Although there have been a handful of successful breeding programmes in countries including Indonesia, China, Vietnam, Thailand and India, Illing noted that the generation-on-generation benefits have since slowed down, largely due to issues caused by inbreeding.

giant river prawns
Modern genomic techniques rarely make their way into breeding programmes for giant river prawns

Single-sex stocks

One development that Illing sees as having great potential is the use of genomics to produce all-male and all-female stocks – the former are grown to large sizes over long cycles in order to compete with the lobster market, while the latter can produce three cycles a year.

“Both gender-focused programmes increase profitability over a mixed sex cultivation, and both can be used in polyculture with vannamei or with fish like tilapia,” he said.

“Relatively large proportions of freshwater prawn farmers are beginning to cultivate all-males, particularly in Thailand… on the other hand the all-female revolution is taking longer to reach wide-scale production, this technology is currently patent protected and being developed exclusively by one company [Enzootic],” he explained.

Most recently, Illing argues, the rise of gene editing “can bypass most of the backbreaking quantitative genetics work” and “will come much quicker than people imagine”. And he pointed to a number of breakthrough technologies, including one at Ben Gurion University that developed “platforms that have been geared up specifically to have the ability to edit freshwater prawns”.

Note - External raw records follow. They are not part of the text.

//! Which files of a change a given account owns.

use std::collections::BTreeSet;

use serde::Serialize;
use tracing::debug;

use crate::config::FallbackCodeOwners;
use crate::errors::{OwnersError, OwnersResult};
use crate::models::{AccountId, ChangeId};
use crate::query::approval::load_change_context;
use crate::query::guards::{validate_limit, validate_start};
use crate::query::ownership::collect_path_ownership;
use crate::resolver::owners::CodeOwnerResolver;
use crate::resolver::Cancellation;
use crate::service::CodeOwnersService;

#[derive(Clone, Debug)]
pub struct OwnedPathsRequest {
    pub change: ChangeId,
    /// Current revision when absent.
    pub revision: Option<String>,
    pub account: AccountId,
    /// Also report which current reviewers own each path.
    pub check_reviewers: bool,
    pub limit: Option<i64>,
    pub start: Option<i64>,
    pub cancellation: Cancellation,
}

impl OwnedPathsRequest {
    pub fn new(change: ChangeId, account: AccountId) -> Self {
        Self {
            change,
            revision: None,
            account,
            check_reviewers: false,
            limit: None,
            start: None,
            cancellation: Cancellation::new(),
        }
    }
}

#[derive(Clone, Debug, PartialEq, Eq, Serialize)]
pub struct OwnedPath {
    pub path: String,
    pub owned: bool,
    /// Reviewers that own the path, when requested.
    #[serde(skip_serializing_if = "Vec::is_empty")]
    pub owners: Vec<AccountId>,
}

#[derive(Clone, Debug, PartialEq, Eq, Serialize)]
pub struct OwnedChangedFile {
    pub new_path: Option<OwnedPath>,
    pub old_path: Option<OwnedPath>,
}

#[derive(Clone, Debug, Default, PartialEq, Eq, Serialize)]
pub struct OwnedPaths {
    /// Changed files with at least one side owned by the account.
    pub owned_changed_files: Vec<OwnedChangedFile>,
    /// Owned paths, sorted.
    pub owned_paths: Vec<String>,
    pub more_available: bool,
}

/// Paths of the change owned by `request.account`, paginated by owned path.
pub fn list_owned_paths(
    service: &CodeOwnersService,
    request: &OwnedPathsRequest,
) -> OwnersResult<OwnedPaths> {
    let limit = validate_limit(request.limit)?;
    let start = validate_start(request.start)?;
    let context = load_change_context(service, request.change, request.revision.as_deref())?;
    let settings = &context.settings;
    if settings.disabled {
        return Err(OwnersError::Disabled(settings.branch.to_string()));
    }
    let reviewers = if request.check_reviewers {
        service.reviews().current_reviewers(request.change)?
    } else {
        BTreeSet::new()
    };

    let loader = service.loader();
    let resolver = CodeOwnerResolver::new(service.accounts(), service.permissions(), settings);
    let owned_path = |path: &str| -> OwnersResult<OwnedPath> {
        let ownership = collect_path_ownership(
            &loader,
            settings,
            &context.owners_revision,
            path,
            &request.cancellation,
        )?;
        let resolved = resolver.resolve_all(ownership.references().iter())?;
        let owned_by_all_users = resolved.owned_by_all_users
            || (!ownership.has_declared_owners()
                && settings.fallback_code_owners == FallbackCodeOwners::AllUsers);
        let owns = |account: AccountId| -> OwnersResult<bool> {
            if owned_by_all_users || resolved.contains(account) {
                return Ok(true);
            }
            if !ownership.has_declared_owners()
                && settings.fallback_code_owners == FallbackCodeOwners::ProjectOwners
            {
                return service
                    .permissions()
                    .is_project_owner(account, &context.change.project);
            }
            Ok(false)
        };
        let mut owners = Vec::new();
        for reviewer in &reviewers {
            if owns(*reviewer)? {
                owners.push(*reviewer);
            }
        }
        Ok(OwnedPath {
            path: path.to_string(),
            owned: owns(request.account)?,
            owners,
        })
    };

    let mut owned_changed_files = Vec::new();
    let mut owned_paths = BTreeSet::new();
    for file in &context.files {
        request.cancellation.check()?;
        let new_path = file.new_path.as_deref().map(&owned_path).transpose()?;
        let old_path = file.old_path.as_deref().map(&owned_path).transpose()?;
        let sides = [new_path.as_ref(), old_path.as_ref()];
        let owned_sides: Vec<&OwnedPath> = sides.into_iter().flatten().filter(|p| p.owned).collect();
        if owned_sides.is_empty() {
            continue;
        }
        owned_paths.extend(owned_sides.iter().map(|p| p.path.clone()));
        owned_changed_files.push(OwnedChangedFile { new_path, old_path });
    }

    let total = owned_paths.len();
    let owned_paths: Vec<String> = owned_paths.into_iter().skip(start).take(limit).collect();
    let page: BTreeSet<&str> = owned_paths.iter().map(String::as_str).collect();
    owned_changed_files.retain(|file| {
        [file.new_path.as_ref(), file.old_path.as_ref()]
            .into_iter()
            .flatten()
            .any(|p| p.owned && page.contains(p.path.as_str()))
    });
    debug!(
        "{} owns {} paths of {}",
        request.account, total, request.change
    );
    Ok(OwnedPaths {
        owned_changed_files,
        owned_paths,
        more_available: total > start.saturating_add(limit),
    })
}

#[cfg(test)]
mod tests {
    use super::*;
    use crate::models::{BranchNameKey, Change, ChangedFile};
    use crate::service::testing::World;

    const CHANGE: ChangeId = ChangeId(3);

    fn setup(world: &World, files: Vec<ChangedFile>) {
        let author = world.accounts.add_account(50, "author@x.com");
        let base = world.commit(&[
            ("/OWNERS", "root@x.com\n"),
            ("/docs/OWNERS", "set noparent\ndocs@x.com\n"),
            ("/src/OWNERS", "dev@x.com\n"),
        ]);
        let revision = world
            .storage
            .commit(&BranchNameKey::new("p", "refs/changes/03/3/1"), &[("/y", "y")]);
        world.reviews.create_change(
            Change {
                id: CHANGE,
                project: "p".to_string(),
                branch: "refs/heads/main".to_string(),
                owner: author,
                uploader: author,
                current_revision: revision,
                parent_revisions: vec![base],
                auto_merge_revision: None,
            },
            files,
        );
    }

    #[test]
    fn test_lists_owned_paths_of_an_account() {
        let world = World::new();
        let dev = world.accounts.add_account(1, "dev@x.com");
        let root = world.accounts.add_account(2, "root@x.com");
        setup(
            &world,
            vec![
                ChangedFile::modified("/src/a.rs"),
                ChangedFile::modified("/docs/guide.md"),
                ChangedFile::renamed("/src/old.rs", "/lib/new.rs"),
            ],
        );
        let service = world.service();

        let result = list_owned_paths(&service, &OwnedPathsRequest::new(CHANGE, dev)).unwrap();
        assert_eq!(result.owned_paths, vec!["/src/a.rs", "/src/old.rs"]);
        assert_eq!(result.owned_changed_files.len(), 2);

        let result = list_owned_paths(&service, &OwnedPathsRequest::new(CHANGE, root)).unwrap();
        assert_eq!(result.owned_paths, vec!["/lib/new.rs", "/src/a.rs", "/src/old.rs"]);
    }

    #[test]
    fn test_reviewer_owners_and_pagination() {
        let world = World::new();
        let dev = world.accounts.add_account(1, "dev@x.com");
        let docs = world.accounts.add_account(3, "docs@x.com");
        setup(
            &world,
            vec![
                ChangedFile::modified("/src/a.rs"),
                ChangedFile::modified("/src/b.rs"),
                ChangedFile::modified("/docs/guide.md"),
            ],
        );
        world.reviews.add_reviewer(CHANGE, docs);
        world.reviews.add_reviewer(CHANGE, dev);
        let service = world.service();

        let mut request = OwnedPathsRequest::new(CHANGE, dev);
        request.check_reviewers = true;
        request.limit = Some(1);
        let page = list_owned_paths(&service, &request).unwrap();
        assert_eq!(page.owned_paths, vec!["/src/a.rs"]);
        assert!(page.more_available);
        assert_eq!(page.owned_changed_files.len(), 1);
        let file = page.owned_changed_files[0].new_path.clone().unwrap();
        assert_eq!(file.owners, vec![dev]);
    }
}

Enzootic’s all-female production

Illing then focused on the all-female giant river prawn production work being done by Enzootic. While the company is based in Israel, they have recently built a compact, vertical RAS hatchery, with the capacity to produce 450 million giant river prawns per year, near Bangkok – one of the main giant freshwater prawn production areas. Here they’re grown to juvenile size before being shipped to farmers.

“The crux of all-female production is the ability to increase the stocking rates in ponds or tanks to economic densities and yet obtain a desirable market size within four months to enable three cycles per year and maximise the farmers’ yields. Operating at an economic density is key – too high and the management challenges are insurmountable, too low the yields would not economically justify the costs,” Illing observed.

Trials undertaken by the company are set to establish the best stocking densities in commercial farms shortly. But Illing also pointed to the results of a tank-based trial undertaken by the Asian Institute of Technology (AIT) found that optimum yields were around 24 giant river prawns per square metre, whereas the fastest growth rate occurred at 8 prawns per square metre – up from the 4 per square metre favoured in traditional farms.

giant river prawns
New research trials hope to establish the best stocking densities for commercial settings

© Gregg Yan

The next question Illing would like to see answered is whether the results of these tank-based trials are substantiated in commercial pond production of all-female production.

And, in order to speed up the process and encourage buy-in from farmers, Enzootic has established a large-scale commercial farm to the east of Bangkok, consisting of 55 earthen ponds across 100 ha. The first harvest from these is due soon, he noted.

The company is now also going further down the vertical integration route by developing a branded product – which is being tested in the high end retail market in Canada.